Among the inner caves of the place waving trees of crinoid stretched their tentacles, and tall, slender, glassy sponges shot like shining minarets and lilies of filmy light out of the general glow of the city. In the open spaces of the place he could see a stirring movement as of crowds of people, but he was too many fathoms above them to distinguish the individuals in those crowds.
Then slowly they pulled him down, and as they did so, the details of the place crept slowly upon his apprehension. He saw that the courses of the cloudy buildings were marked out with beaded lines of round objects, and then he perceived that at several points below him, in broad open spaces, were forms like the encrusted shapes of ships.
Slowly and surely he was drawn down, and the forms below him became brighter, clearer, more distinct. He was being pulled down, he perceived, towards the large building in the centre of the town, and he could catch a glimpse ever and again of the multitudinous forms that were lugging at his cord. He was astonished to see that the rigging of one of the ships, which formed such a prominent feature of the place, was crowded with a host of gesticulating figures regarding him, and then the walls of the great building rose about him silently, and hid the city from his eyes.
And such walls they were, of water-logged wood, and twisted wire-rope, and iron spars, and copper, and the bones and skulls of dead men. The skulls ran in zigzag lines and spirals and fantastic curves over the building; and in and out of their eye-sockets, and over the whole surface of the place, lurked and played a multitude of silvery little fishes.
Suddenly his ears were filled with a low shouting and a noise like the violent blowing of horns, and this gave place to a fantastic chant. Down the sphere sank, past the huge pointed windows, through which he saw vaguely a great number of these strange, ghostlike people regarding him, and at last he came to rest, as it seemed, on a kind of altar that stood in the centre of the place.
And now he was at such a level that he could see these strange people of the abyss plainly once more. To his astonishment, he perceived that they were prostrating themselves before him, all save one, dressed as it seemed in a robe of placoid scales, and crowned with a luminous diadem, who stood with his reptilian mouth opening and shutting, as though he led the chanting of the worshippers.
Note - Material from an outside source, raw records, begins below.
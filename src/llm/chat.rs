use super::{
    LanguageModel, LlmError, LlmRequest, LlmResponse, classify_status, classify_transport_error,
};
use async_trait::async_trait;
use reqwest::Client;
use serde::{Deserialize, Serialize};
use std::time::Duration;

/// Client for OpenAI-compatible `chat/completions` endpoints (Groq, OpenAI).
pub struct ChatCompletionsClient {
    http: Client,
    base_url: String,
    api_key: String,
}

impl ChatCompletionsClient {
    /// Build a client for `base_url` (e.g. `https://api.groq.com/openai/v1`).
    pub fn new(base_url: String, api_key: String) -> Result<Self, LlmError> {
        let http = Client::builder()
            .user_agent("caution/llm")
            .timeout(Duration::from_secs(120))
            .build()
            .map_err(|error| LlmError::Config(error.to_string()))?;
        Ok(Self {
            http,
            base_url,
            api_key,
        })
    }

    fn endpoint(&self) -> String {
        format!("{}/chat/completions", self.base_url.trim_end_matches('/'))
    }
}

#[derive(Serialize)]
struct ChatRequest<'a> {
    model: &'a str,
    messages: Vec<ChatMessage<'a>>,
}

#[derive(Serialize)]
struct ChatMessage<'a> {
    role: &'a str,
    content: &'a str,
}

#[derive(Debug, Deserialize)]
struct ChatResponse {
    #[serde(default)]
    choices: Vec<ChatChoice>,
}

#[derive(Debug, Deserialize)]
struct ChatChoice {
    message: AssistantMessage,
}

#[derive(Debug, Deserialize)]
struct AssistantMessage {
    #[serde(default)]
    content: Option<String>,
}

#[async_trait]
impl LanguageModel for ChatCompletionsClient {
    async fn complete(&self, request: LlmRequest) -> Result<LlmResponse, LlmError> {
        let body = ChatRequest {
            model: &request.model,
            messages: vec![ChatMessage {
                role: "user",
                content: &request.prompt,
            }],
        };

        let response = self
            .http
            .post(self.endpoint())
            .bearer_auth(self.api_key.trim())
            .json(&body)
            .send()
            .await
            .map_err(classify_transport_error)?;

        if !response.status().is_success() {
            return Err(classify_status(response).await);
        }

        let parsed: ChatResponse = response.json().await.map_err(|error| {
            LlmError::InvalidResponse(format!("failed to decode chat completion: {error}"))
        })?;

        let content = parsed
            .choices
            .into_iter()
            .next()
            .and_then(|choice| choice.message.content)
            .ok_or_else(|| LlmError::InvalidResponse("completion carried no choices".into()))?;

        tracing::trace!(model = %request.model, chars = content.len(), "Chat completion received");
        Ok(LlmResponse { content })
    }
}

#[cfg(test)]
mod tests {
    use super::*;
    use httpmock::{Method::POST, MockServer};
    use serde_json::json;

    fn client(server: &MockServer) -> ChatCompletionsClient {
        ChatCompletionsClient::new(server.base_url(), "groq-key".into()).expect("client")
    }

    fn request() -> LlmRequest {
        LlmRequest {
            prompt: "Analyze this".into(),
            model: "llama-3.3-70b-versatile".into(),
        }
    }

    #[tokio::test]
    async fn extracts_first_choice_content() {
        let server = MockServer::start_async().await;
        let mock = server
            .mock_async(|when, then| {
                when.method(POST)
                    .path("/chat/completions")
                    .header("authorization", "Bearer groq-key")
                    .json_body(json!({
                        "model": "llama-3.3-70b-versatile",
                        "messages": [{ "role": "user", "content": "Analyze this" }]
                    }));
                then.status(200).json_body(json!({
                    "choices": [
                        { "message": { "role": "assistant", "content": "Data is shared." } }
                    ]
                }));
            })
            .await;

        let response = client(&server).complete(request()).await.expect("completion");

        mock.assert_async().await;
        assert_eq!(response.content, "Data is shared.");
    }

    #[tokio::test]
    async fn rate_limit_is_reported_distinctly() {
        let server = MockServer::start_async().await;
        server
            .mock_async(|when, then| {
                when.method(POST).path("/chat/completions");
                then.status(429).body("slow down");
            })
            .await;

        let error = client(&server).complete(request()).await.expect_err("429");
        assert!(matches!(error, LlmError::RateLimited(body) if body == "slow down"));
    }

    #[tokio::test]
    async fn empty_choices_are_malformed() {
        let server = MockServer::start_async().await;
        server
            .mock_async(|when, then| {
                when.method(POST).path("/chat/completions");
                then.status(200).json_body(json!({ "choices": [] }));
            })
            .await;

        let error = client(&server).complete(request()).await.expect_err("no choices");
        assert!(matches!(error, LlmError::InvalidResponse(_)));
    }
}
A curious impulse made Elstead turn on his small glow-lamp again, so that he became visible to these creatures of the abyss, albeit the glare made them disappear forthwith into night. At this sudden sight of him, the chanting gave place to a tumult of exultant shouts; and Elstead, being anxious to watch them, turned his light off again, and vanished from before their eyes. But for a time he was too blind to make out what they were doing, and when at last he could distinguish them, they were kneeling again. And thus they continued worshipping him, without rest or intermission, for the space of three hours.
Most circumstantial was Elstead’s account of this astounding city and its people, these people of perpetual night, who have never seen sun or moon or stars, green vegetation, nor any living, air-breathing creatures, who know nothing of fire, nor any light but the phosphorescent light of living things.
Startling as is his story, it is yet more startling to find that scientific men, of such eminence as Adams and Jenkins, find nothing incredible in it. They tell me they see no reason why intelligent, water-breathing, vertebrated creatures, inured to a low temperature and enormous pressure, and of such a heavy structure, that neither alive nor dead would they float, might not live upon the bottom of the deep sea, and quite unsuspected by us, descendants like ourselves of the great Theriomorpha of the New Red Sandstone age.